# Something different: dreamy post rock w/Cinematic Strings, Evolve libs, Omni, live guitar



## Ian Dorsch (Aug 23, 2011)

...and piles of Valhalla Room, which to my ears sounds absolutely gorgeous.

As In a Dream

This is at least partially inspired by some of the work of our own Poseur. 

I'm still a bit conflicted about the mix, as this is relatively new sonic territory for me. I'd be very grateful for any feedback.


----------



## cozzabucks (Aug 23, 2011)

I've got nothing constructive to say, except that it sounds gorgeous from here! Beautiful and sensitive- lovely stuff!


----------



## sevaels (Aug 23, 2011)

Well done  

o[])


----------



## rayinstirling (Aug 23, 2011)

Very nice Ian, I like the whole concept.
Personal taste comes in to play and I would have liked to hear a warmer guitar sound.
That is, I think the distortion in the sustain is a little buzzy for my taste but only an opinion mate.

Thanks for sharing

Ray


----------



## Ian Dorsch (Aug 23, 2011)

Thanks, guys, I really appreciate it.

I think I hear where you're coming from on the tones, Ray. Are you talking about the distortion in the non-lead stuff? I was going for a big, fuzzy, noisy vibe a la Atticus Ross' Book of Eli OST, or some of Sigur Ros' harder-edged material. I wouldn't want the listener to get it _too_ comfortable! :lol:


----------



## rayinstirling (Aug 23, 2011)

Take no notice of me Ian,

Every amp and cab I ever bought initially got tweaked to sound like the box it replaced _-)


----------



## Vartio (Aug 23, 2011)

sounds great! i really like the spaciousness.
thanks for sharing!


----------



## RiffWraith (Aug 23, 2011)

Like the sound and the vib, cool!

I don't dislike the guitar sound, but I hear where Ray is coming from. It's not too much distortion, but it's a bit cold and static. It's like it needs to be run through a nice vintage API or Neve console, with maybe a Pultec and a 33609. 

Cheers.


----------



## Danny_Owen (Aug 23, 2011)

I think it's spot on.
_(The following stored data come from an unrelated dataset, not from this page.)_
use chrono::{DateTime, Utc};
use serde::{Deserialize, Serialize};

/// Canvas geometry the renderer draws into, in pixels.
#[derive(Debug, Clone, Copy, PartialEq, Serialize, Deserialize)]
pub struct ChartLayout {
    pub width: f64,
    pub height: f64,
    pub padding: f64,
}

impl ChartLayout {
    pub fn new(width: f64, height: f64, padding: f64) -> Self {
        Self {
            width,
            height,
            padding,
        }
    }
}

impl Default for ChartLayout {
    fn default() -> Self {
        Self::new(100.0, 20.0, 0.0)
    }
}

/// Vertical mapping used for a series.
#[derive(Debug, Clone, Copy, PartialEq, Eq, Serialize, Deserialize)]
pub enum ScaleKind {
    Linear,
    Logarithmic,
}

/// How the colour position `t` is derived from a value.
///
/// `Linear` normalises the raw value, `Logarithmic` normalises `ln(v + 1)`
/// regardless of the Y scale in use.
#[derive(Debug, Clone, Copy, PartialEq, Eq, Default, Serialize, Deserialize)]
pub enum ColorMode {
    Linear,
    #[default]
    Logarithmic,
}

/// An RGB colour.
#[derive(Debug, Clone, Copy, PartialEq, Eq, Serialize, Deserialize)]
pub struct Rgb {
    pub r: u8,
    pub g: u8,
    pub b: u8,
}

impl Rgb {
    pub const YELLOW: Rgb = Rgb { r: 255, g: 255, b: 0 };

    /// Colour of the selection marker line (`#FFD600`).
    pub const MARKER: Rgb = Rgb { r: 0xFF, g: 0xD6, b: 0x00 };

    pub const fn new(r: u8, g: u8, b: u8) -> Self {
        Self { r, g, b }
    }

    /// CSS form, e.g. `rgb(255,128,0)`.
    pub fn to_css(&self) -> String {
        format!("rgb({},{},{})", self.r, self.g, self.b)
    }

    /// Hex form, e.g. `#FFD600`.
    pub fn to_hex(&self) -> String {
        format!("#{:02X}{:02X}{:02X}", self.r, self.g, self.b)
    }
}

/// One drawable line segment of the trend polyline, coloured by its start value.
#[derive(Debug, Clone, Copy, PartialEq, Serialize, Deserialize)]
pub struct ChartSegment {
    pub x1: f64,
    pub y1: f64,
    pub x2: f64,
    pub y2: f64,
    pub color: Rgb,
}

/// Where to draw the vertical selection line.
///
/// When both are set, `pixel` wins.
#[derive(Debug, Clone, Copy, PartialEq, Default)]
pub struct SelectionMarker {
    pub pixel: Option<f64>,
    pub date: Option<DateTime<Utc>>,
}

impl SelectionMarker {
    pub fn at_pixel(x: f64) -> Self {
        Self {
            pixel: Some(x),
            date: None,
        }
    }

    pub fn at_date(date: DateTime<Utc>) -> Self {
        Self {
            pixel: None,
            date: Some(date),
        }
    }
}
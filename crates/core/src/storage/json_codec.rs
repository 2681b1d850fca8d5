use serde_json::{Map, Value};

use crate::errors::CoreError;
use crate::models::record::AssetRecord;

use super::traits::RecordCodec;

/// Key of the optional namespace other tools' data lives beside.
const NAMESPACE: &str = "costset";

/// Record codec for JSON record files.
///
/// Accepts three layouts on decode:
/// - flat: `{ "name": .., "price": .., "active_from": .., ... }`
/// - sectioned: `{ "name": .., "style": { "icon": .. }, "detail": { "price": .., ... } }`
/// - namespaced: the sectioned layout under a top-level `"costset"` key.
///
/// Encode always writes the sectioned layout, into the namespace when the
/// existing file uses one, leaving every unrelated key untouched.
#[derive(Debug, Clone, Copy, Default)]
pub struct JsonRecordCodec;

impl JsonRecordCodec {
    pub fn new() -> Self {
        Self
    }
}

impl RecordCodec for JsonRecordCodec {
    fn decode(&self, text: &str) -> Result<AssetRecord, CoreError> {
        let root: Value = serde_json::from_str(text)?;
        let Value::Object(root) = root else {
            return Err(CoreError::Deserialization(
                "Record must be a JSON object".into(),
            ));
        };

        let src = match root.get(NAMESPACE) {
            Some(Value::Object(ns)) => ns,
            _ => &root,
        };
        let style = section(src, "style").or_else(|| section(&root, "style"));
        let detail = section(src, "detail").or_else(|| section(&root, "detail"));

        let mut flat = Map::new();
        let pick = |key: &str| -> Option<Value> {
            detail
                .and_then(|d| d.get(key))
                .or_else(|| src.get(key))
                .cloned()
        };

        if let Some(name) = src.get("name") {
            flat.insert("name".into(), name.clone());
        }
        if let Some(icon) = style.and_then(|s| s.get("icon")).or_else(|| src.get("icon")) {
            flat.insert("icon".into(), icon.clone());
        }
        for key in ["price", "active_from", "active_to", "recycle_price", "tags", "hidden"] {
            if let Some(value) = pick(key) {
                flat.insert(key.into(), value);
            }
        }

        Ok(serde_json::from_value(Value::Object(flat))?)
    }

    fn encode(&self, record: &AssetRecord, existing: Option<&str>) -> Result<String, CoreError> {
        let mut root = match existing.map(serde_json::from_str::<Value>) {
            Some(Ok(Value::Object(map))) => map,
            _ => Map::new(),
        };

        match root.remove(NAMESPACE) {
            Some(Value::Object(mut ns)) => {
                write_fields(&mut ns, record);
                root.insert(NAMESPACE.into(), Value::Object(ns));
            }
            other => {
                if let Some(value) = other {
                    root.insert(NAMESPACE.into(), value);
                }
                write_fields(&mut root, record);
            }
        }

        serde_json::to_string_pretty(&Value::Object(root))
            .map(|mut s| {
                s.push('\n');
                s
            })
            .map_err(|e| CoreError::Serialization(format!("Failed to serialize record: {e}")))
    }
}

/// Write the record's keys in the sectioned layout, keeping unrelated keys.
fn write_fields(target: &mut Map<String, Value>, record: &AssetRecord) {
    target.insert("name".into(), Value::from(record.name.clone()));

    let mut style = take_section(target, "style");
    style.insert("icon".into(), Value::from(record.icon.clone()));
    target.insert("style".into(), Value::Object(style));

    let mut detail = take_section(target, "detail");
    detail.insert("price".into(), Value::from(record.price));
    detail.insert("active_from".into(), Value::from(record.active_from.clone()));
    detail.insert("active_to".into(), Value::from(record.active_to.clone()));
    detail.insert("recycle_price".into(), Value::from(record.recycle_price));
    detail.insert("tags".into(), Value::from(record.tags.clone()));
    target.insert("detail".into(), Value::Object(detail));
}

fn section<'a>(map: &'a Map<String, Value>, key: &str) -> Option<&'a Map<String, Value>> {
    match map.get(key) {
        Some(Value::Object(inner)) => Some(inner),
        _ => None,
    }
}

/// Remove and return the object at `key`; a missing or non-object value yields an empty one.
fn take_section(map: &mut Map<String, Value>, key: &str) -> Map<String, Value> {
    match map.remove(key) {
        Some(Value::Object(inner)) => inner,
        _ => Map::new(),
    }
}
//! Vault path helpers shared by the vault implementations and the repository.

/// Parent folder of `path`, `""` at the vault root.
pub fn parent_folder(path: &str) -> &str {
    path.rsplit_once('/').map(|(parent, _)| parent).unwrap_or("")
}

/// File name of `path` without folder and extension (`a/b/phone.md` → `phone`).
pub fn basename(path: &str) -> &str {
    let file = path.rsplit_once('/').map(|(_, f)| f).unwrap_or(path);
    match file.rsplit_once('.') {
        Some((stem, _)) if !stem.is_empty() => stem,
        _ => file,
    }
}

/// Join a folder and a file name.
pub fn join(folder: &str, file: &str) -> String {
    if folder.is_empty() {
        file.to_string()
    } else {
        format!("{}/{}", folder.trim_end_matches('/'), file)
    }
}

/// Note path a link target points at when taken literally: `target.md`
/// unless the target already names an extension.
pub fn note_file_name(target: &str) -> String {
    let file = target.rsplit_once('/').map(|(_, f)| f).unwrap_or(target);
    if file.contains('.') {
        target.to_string()
    } else {
        format!("{target}.md")
    }
}

/// Percent-encode a file name. Everything outside `A-Z a-z 0-9 - _ . ~`
/// is escaped, so `!*'()` are encoded too.
pub fn encode_file_name(name: &str) -> String {
    urlencoding::encode(name).into_owned()
}

/// Resolve a wikilink `target` against the set of vault files, the way the
/// host does: the literal path first, then the same folder as `source_path`,
/// then any file with that name anywhere (shortest path wins).
pub fn resolve_among<'a, I>(files: I, target: &str, source_path: &str) -> Option<String>
where
    I: IntoIterator<Item = &'a str>,
{
    let target = target.trim().trim_start_matches('/');
    if target.is_empty() {
        return None;
    }
    let files: Vec<&str> = files.into_iter().collect();
    let wanted = note_file_name(target);

    let literal = wanted.clone();
    let sibling = join(parent_folder(source_path), &wanted);
    for candidate in [literal, sibling] {
        if files.iter().any(|f| *f == candidate) {
            return Some(candidate);
        }
    }

    let wanted_file = wanted.rsplit_once('/').map(|(_, f)| f).unwrap_or(wanted.as_str());
    files
        .into_iter()
        .filter(|f| f.rsplit_once('/').map(|(_, name)| name).unwrap_or(*f) == wanted_file)
        .min_by(|a, b| a.len().cmp(&b.len()).then_with(|| a.cmp(b)))
        .map(str::to_string)
}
Strangely enough I've just been asked to do something in the same vein so have recently done a lot of research in this kinda genre (artists such as Helios, Oceansize etc)- kudos, very good effort.


----------



## Ian Dorsch (Aug 23, 2011)

Thanks dudes! :D

Again, I kind of hear where you're coming from, Jeff, and I really appreciate the feedback. Somewhat amusingly, "cold" and "static" are two adjectives that would accurately characterize the sound I was going for in much of the instrumentation, but I can certainly see how that stuff might benefit from a little vintage sauce.

The live guitars actually make up only about 30-40% of the distorted background texture--there's a bunch of mangled Evolve stuff layered in there and one of the distorted drones from Tonehammer bowed piano. I'm very consciously steering away from a "traditional" overdriven guitar sound. Of course, if no one likes that vibe but me, there's no point in nailing it, right? :lol:


----------



## Ryan Scully (Aug 23, 2011)

Very cool track Ian! 


I personally feel that the overdrive settings on the guitar are just right for this type of track. The atmosphere is very fitting and you certainly nailed the vibe you were shooting for..



Thanks for posting!


Ryan


----------



## Dan Mott (Aug 23, 2011)

Lovely. Thanks for sharing!


----------



## devastat (Aug 24, 2011)

Wow, I loved that emotion. You made my day, Thanks!


----------



## R.Cato (Aug 24, 2011)

Great choice of instruments. It really has its own sound, which I enjoyed a lot. Thanks for sharing.


----------



## Ed (Aug 24, 2011)

I really like this! I dont know what others are complaining about re: distortion, sounds great to me.


----------



## Ian Dorsch (Aug 24, 2011)

Thanks so much guys, I'm glad you like it.


----------



## rayinstirling (Aug 24, 2011)

Ed @ Wed Aug 24 said:


> I really like this! I dont know what others are complaining about re: distortion, sounds great to me.



Ed,

I read no complaints in any post here, unless maybe your saying an opinion that differs from yours automatically qualifies as one. Do us a favour! don't stir the proverbial.
I give an opinion in good faith and even if a thousand people present a differing opinion I'll live with it, I'll sleep tonight, but I do try my best not to review the reviewer unlike your good self.

Regards

Ray


----------



## Ian Dorsch (Aug 24, 2011)

It's worth noting that both Ray and Jeff are guitar players, and therefore undoubtedly have particular and highly defined ideas of what constitutes awesome tone. I took their comments in the helpful spirit in which (I hope) they were intended. :D


----------



## lee (Aug 24, 2011)

Your music is truly inspiring Ian!!

(And I´m sure Eds words werent meant to sound as aggressive as you read them, Ray.)


----------



## RiffWraith (Aug 24, 2011)

Ian Dorsch @ Thu Aug 25 said:


> It's worth noting that both Ray and Jeff are guitar players, and therefore undoubtedly have particular and highly defined ideas of what constitutes awesome tone. I took their comments in the helpful spirit in which (I hope) they were intended. :D



Yup! :D


----------



## Ryan Scully (Aug 24, 2011)

I'm a guitar player as well and have spent many, many, many countless hours,days,weeks and years exploring guitar tone(My idol is Eric Johnson after all..). I feel that so long as the general "tone" works within the context of the piece - whether it's clean, dirty, crunch, overdriven, hi gain etc. - then it's all good. I may have approached the guitar tone differently for this piece as well just based off of where i've come from as a player - But I think Ian nailed the vibe of the track and the guitar is at the fore front holding it all together. I always appreciate other guitar players lending their ears and explaining their thoughts on my tonal choices. It's all very constructive in the long run.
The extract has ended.